Monday, October 25, 2004

Bush's Legal Response to Terrorism: A Hot-House Policy

Tim Golden of the Lakeland Ledger has provided the long-sought answer to my quandary of just how indefinite detention, denial of access to counsel, and off-shore gulags with military kangaroo courts became major features of American anti-terrorism policy. It boils down, as do so many of this Administration’s failures, to Bush’ negligent management style. He allowed a small group of young ideologically passionate lawyers from his Justice Department’s Office of Legal Council to run roughshod over the various institutional players in the State Department, the National Security Agency, and the Defense Department, who would normally have had considerable input into the policy formation process. Instead, memos were secretly passed around within informal working groups and withheld from key players in the Administration, including Powell, and even Rice.
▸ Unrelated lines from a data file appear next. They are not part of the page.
pub mod accounts;
pub mod batch;
pub mod blockchain;
pub mod chain;
pub mod config;
pub mod constants;
pub mod contracts;
pub mod error;
pub mod jobs;
pub mod menu;
pub mod proxy;
pub mod retry;
pub mod runner;
pub mod scheduler;
pub mod transaction_monitor;
pub mod vote_plan;

pub use accounts::Account;
pub use batch::{BatchRunner, BatchSummary, OperationTally};
pub use blockchain::BlockchainClient;
pub use chain::{ChainConnector, ChainOps, Deployment, GasLimits, LiveChain, LiveConnector};
pub use config::BotConfig;
pub use error::OperationError;
pub use jobs::AccountBatchJob;
pub use proxy::ProxyDescriptor;
pub use retry::{execute_with_retry, RetryConfig};
pub use runner::{AccountReport, AccountRunner, OperationOutcome, RunOptions, RunnerSettings};
pub use scheduler::DailyScheduler;
pub use transaction_monitor::{TransactionMonitor, TransactionReceipt, TransactionStatus};
pub use vote_plan::VotePlan;
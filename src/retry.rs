use anyhow::Result;
use std::time::Duration;
use tokio::time::sleep;
use tracing::{info, warn};

/// Fixed-interval retry policy. No backoff, no jitter.
#[derive(Debug, Clone, PartialEq, Eq)]
pub struct RetryConfig {
    pub max_attempts: u32,
    pub delay: Duration,
}

impl Default for RetryConfig {
    fn default() -> Self {
        Self {
            max_attempts: 3,
            delay: Duration::from_secs(5),
        }
    }
}

impl RetryConfig {
    pub fn new(max_attempts: u32, delay: Duration) -> Self {
        Self {
            max_attempts,
            delay,
        }
    }
}

pub async fn execute_with_retry<F, Fut, T, E>(
    operation: F,
    retry_config: &RetryConfig,
    operation_name: &str,
) -> Result<T>
where
    F: Fn() -> Fut,
    Fut: std::future::Future<Output = Result<T, E>> + Send,
    E: std::fmt::Display + Send + Sync + 'static,
{
    let max_attempts = retry_config.max_attempts.max(1);
    let mut last_error = None;

    for attempt in 1..=max_attempts {
        if attempt > 1 {
            info!("🔄 {} attempt {}/{}", operation_name, attempt, max_attempts);
        }

        match operation().await {
            Ok(result) => {
                if attempt > 1 {
                    info!("✅ {} succeeded on attempt {}", operation_name, attempt);
                }
                return Ok(result);
            }
            Err(e) => {
                warn!("❌ {} failed on attempt {}: {}", operation_name, attempt, e);
                last_error = Some(e.to_string());

                if attempt < max_attempts {
                    info!("⏳ Waiting {:?} before retry...", retry_config.delay);
                    sleep(retry_config.delay).await;
                }
            }
        }
    }

    Err(anyhow::anyhow!(
        "{} failed after {} attempts. Last error: {}",
        operation_name,
        max_attempts,
        last_error.unwrap_or_default()
    ))
}
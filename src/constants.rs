use alloy::primitives::{address, b256, Address, B256, U256};

pub const RPC_URL: &str = "https://base-sepolia-rpc.publicnode.com";
pub const CHAIN_ID: u64 = 84532;
pub const EXPLORER_TX_URL: &str = "https://base-sepolia.blockscout.com/tx/";

pub const VOTING_CONTRACT_ADDRESS: Address = address!("672e69f8ED6eA070f5722d6c77940114cc901938");
pub const FAUCET_CONTRACT_ADDRESS: Address = address!("43808E0766f88332535FF8326F52e4734de35F0e");
pub const VOTING_TOKEN_ADDRESS: Address = address!("3E933b66904F83b6E91a9511877C99b43584adA3");

/// Tokens requested from the faucet on every claim. The last one is the voting token.
pub const FAUCET_TOKENS: [Address; 3] = [
    address!("Ea347A7CB535cBE125099A4C3B992149aE08e55d"),
    address!("B9e5D51908CCF86d91443e61a4C9d8e4FeE27e33"),
    VOTING_TOKEN_ADDRESS,
];

pub const PROJECT_IDS: [B256; 4] = [
    b256!("e5d033db611ae3f5682ace7285860a6ceb1195d5f80f2721a82d4baff67daddb"),
    b256!("b99bb4429ce45c2cf000bc98f847741c88603e234f6099d78fe47c2b50738776"),
    b256!("8689005e34728a5f6027d7c12bd49ef51fa54d62971bf6e5490fbaaaf85a1e21"),
    b256!("f712336c9a04915c7b25b30412d0fb8613a417cd8a94f00ca0b2da73e1704949"),
];

const ONE_TOKEN: u64 = 1_000_000_000_000_000_000;

/// 18-decimal token weights, same order as `PROJECT_IDS`.
pub const VOTE_WEIGHTS: [U256; 4] = [
    U256::from_limbs([4 * ONE_TOKEN, 0, 0, 0]),
    U256::from_limbs([2 * ONE_TOKEN, 0, 0, 0]),
    U256::from_limbs([2 * ONE_TOKEN, 0, 0, 0]),
    U256::from_limbs([2 * ONE_TOKEN, 0, 0, 0]),
];

pub const APPROVE_GAS_LIMIT: u64 = 100_000;
pub const CLAIM_GAS_LIMIT: u64 = 250_000;
pub const VOTE_GAS_LIMIT: u64 = 3_000_000;

/// Allowance granted when a vote bounces on an allowance error.
pub fn emergency_approval_amount() -> U256 {
    U256::from(1_000u64) * U256::from(ONE_TOKEN)
}

pub const DEFAULT_KEYS_FILE: &str = "pk.txt";
pub const DEFAULT_PROXIES_FILE: &str = "proxies.txt";
pub const DEFAULT_CONFIG_FILE: &str = "configs/bot.toml";

/// 0.001 ETH
pub const DEFAULT_MIN_GAS_BALANCE_WEI: &str = "1000000000000000";

pub fn explorer_tx_link(tx_hash: &B256) -> String {
    format!("{}{}", EXPLORER_TX_URL, tx_hash)
}
use chrono::Local;
use std::future::Future;
use std::time::Duration;
use tokio_util::sync::CancellationToken;
use tracing::{error, info};

/// Repeats a job on a fixed wall-clock interval until cancelled.
///
/// A failed run is logged and the timer re-armed; the loop only ends through
/// its cancellation token.
pub struct DailyScheduler {
    interval: Duration,
    cancel: CancellationToken,
}

impl DailyScheduler {
    pub fn new(interval: Duration) -> Self {
        Self {
            interval,
            cancel: CancellationToken::new(),
        }
    }

    pub fn cancellation_token(&self) -> CancellationToken {
        self.cancel.clone()
    }

    /// Runs `job` immediately, then once per interval. Returns the number of runs.
    pub async fn run<F, Fut, T>(&self, mut job: F) -> usize
    where
        F: FnMut() -> Fut,
        Fut: Future<Output = anyhow::Result<T>>,
    {
        info!("🕐 Scheduler started at {}", Local::now().format("%Y-%m-%d %H:%M:%S"));
        let mut runs = 0;

        loop {
            if self.cancel.is_cancelled() {
                break;
            }

            info!("▶️ Running scheduled task at {}", Local::now().format("%Y-%m-%d %H:%M:%S"));
            let outcome = tokio::select! {
                _ = self.cancel.cancelled() => break,
                outcome = job() => outcome,
            };
            runs += 1;

            match outcome {
                Ok(_) => info!("✅ Scheduled run {} completed", runs),
                Err(e) => error!("❌ Scheduled run {} failed: {:#}", runs, e),
            }

            let next = Local::now()
                + chrono::Duration::from_std(self.interval).unwrap_or(chrono::Duration::zero());
            info!("⏳ Next run at {}", next.format("%Y-%m-%d %H:%M:%S"));

            tokio::select! {
                _ = self.cancel.cancelled() => break,
                _ = tokio::time::sleep(self.interval) => {}
            }
        }

        info!("🛑 Scheduler stopped after {} runs", runs);
        runs
    }
}

#[cfg(test)]
mod tests {
    use super::*;
    use std::sync::atomic::{AtomicUsize, Ordering};
    use std::sync::Arc;

    #[tokio::test]
    async fn test_failed_runs_rearm_the_timer() {
        let scheduler = DailyScheduler::new(Duration::from_millis(5));
        let token = scheduler.cancellation_token();
        let calls = Arc::new(AtomicUsize::new(0));

        let counter = calls.clone();
        let runs = scheduler
            .run(move || {
                let counter = counter.clone();
                let token = token.clone();
                async move {
                    let n = counter.fetch_add(1, Ordering::SeqCst) + 1;
                    if n == 3 {
                        token.cancel();
                    }
                    Err::<(), _>(anyhow::anyhow!("run {} failed", n))
                }
            })
            .await;

        assert_eq!(runs, 3);
        assert_eq!(calls.load(Ordering::SeqCst), 3);
    }

    #[tokio::test]
    async fn test_cancel_during_wait_stops_loop() {
        let scheduler = DailyScheduler::new(Duration::from_secs(3600));
        let token = scheduler.cancellation_token();

        let handle = tokio::spawn(async move {
            tokio::time::sleep(Duration::from_millis(20)).await;
            token.cancel();
        });

        let runs = scheduler.run(|| async { Ok::<_, anyhow::Error>(()) }).await;
        handle.await.unwrap();
        assert_eq!(runs, 1);
    }

    #[tokio::test]
    async fn test_cancelled_before_start_runs_nothing() {
        let scheduler = DailyScheduler::new(Duration::from_millis(1));
        scheduler.cancellation_token().cancel();
        let runs = scheduler.run(|| async { Ok::<_, anyhow::Error>(()) }).await;
        assert_eq!(runs, 0);
    }
}
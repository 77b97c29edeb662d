use alloy::network::Ethereum;
use alloy::primitives::{Address, TxKind, B256, U256};
use alloy::providers::Provider;
use alloy::rpc::types::{TransactionInput, TransactionRequest};
use alloy::sol;
use alloy::sol_types::SolCall;
use anyhow::Result;
use std::sync::Arc;

sol! {
    #[sol(rpc)]
    interface IProjectVoting {
        function voteOnProjects(bytes32[] votingProjectIds, uint256[] votes) external;
    }
}

#[derive(Clone)]
pub struct VotingContract {
    address: Address,
    provider: Arc<dyn Provider<Ethereum>>,
}

impl VotingContract {
    pub fn new(address: Address, provider: Arc<dyn Provider<Ethereum>>) -> Self {
        Self { address, provider }
    }

    /// `project_ids` and `votes` are index-aligned.
    pub async fn vote_on_projects(
        &self,
        project_ids: &[B256],
        votes: &[U256],
        gas_limit: u64,
    ) -> Result<B256> {
        let call = IProjectVoting::voteOnProjectsCall {
            votingProjectIds: project_ids.to_vec(),
            votes: votes.to_vec(),
        };
        let data: Vec<u8> = call.abi_encode();

        let tx = TransactionRequest {
            to: Some(TxKind::Call(self.address)),
            input: TransactionInput::new(data.into()),
            gas: Some(gas_limit),
            ..Default::default()
        };

        let pending = self.provider.send_transaction(tx).await?;
        Ok(*pending.tx_hash())
    }
}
What evolved was a legal doctrine for dealing with terrorism related detainees that was as draconian as it was unnecessary. This flawed policy process bore the evil fruits of Guantanamo, prisoner torture and homicide, the indefinite detainment of several classes of persons, some of them Americans, and an unworkable tribunal system lacking any international legitimacy; in sum, a monstrously self-righteous, fear-based policy which has made America appear petty, weak, and tyrannical.

The young Turks tasked with shaping a legal strategy for combating terror had radical ideas about what was needed to keep America safe. They barely considered adapting the civilian courts to deal with terrorism cases, as Europe has done, nor did they seriously consider the Nuremberg model; they wanted something as streamlined and controllable as possible. They found what they wanted in Ex Parte Quiren, an obscure and odd little piece of WWII legal ephemera. In Quiren, the Court acquiesced to Roosevelt’s creation of what clearly amounted to a kangaroo military tribunal lacking all assurances of basic civil rights, in order to try 8 specific uniformed German soldiers caught during a sabotage operation on American soil. The task group extrapolated out of this one, limited holding, an entirely novel, highly secret, and extremely repressive justice system to handle the cases of people accused of terrorist activities whose identities, nationalities, numbers, and crimes, were, as yet, entirely unknowable. Fortunately, their notions kept bumping up against the reservations of other institutional actors in the Executive branch - consulting with Congress was hardly even considered, as almost surely they would have ameliorated such zealous invention. So, instead of compromising and working out a consensus, their main strategy became isolation and secrecy. Working only with those who already agreed with them and headed by White House Counsel Alberto Gonzales, the effort to shape a legal response to 9/11 ran seriously off the rails because of a lack of any reality check from outside the small working group. Essentially, this small group of unelected lawyers, along with the VP and the President, decided to abrogate the Constitution in a head-spinning number of ways. When the President was presented with the Presidential directives that resulted, he just signed them at the urging of Cheney.

The hubris and sheer arrogance to think that you know how to deal with a historical moment better than anyone else is, I suppose, a requirement of high office such as the Presidency. But the President outsourced even that job. Instead of demanding a platform of reforms which most could agree were needed and warranted to deal with the threat, he allowed a bunch of hot-house ideologues to shred the Constitution behind closed doors, with no need to demonstrate efficacy, and signed off on the whole debacle as policy. Decisions are often slow and painstaking when they proceed through the normal process of proposal and critique, conference and reconcile, negotiate and compromise between the various interested branches of government, but they tend to not have giant holes in their logic, and not to depart too far from what is achievable, rational, represents the institutional values we cherish. Casting aside that process with secrecy, Gonzales’ group managed to hit all the marks: illogical, unrealistic, unattainable policy which embarrasses the American government to this very day and trashes our values in full view of the world.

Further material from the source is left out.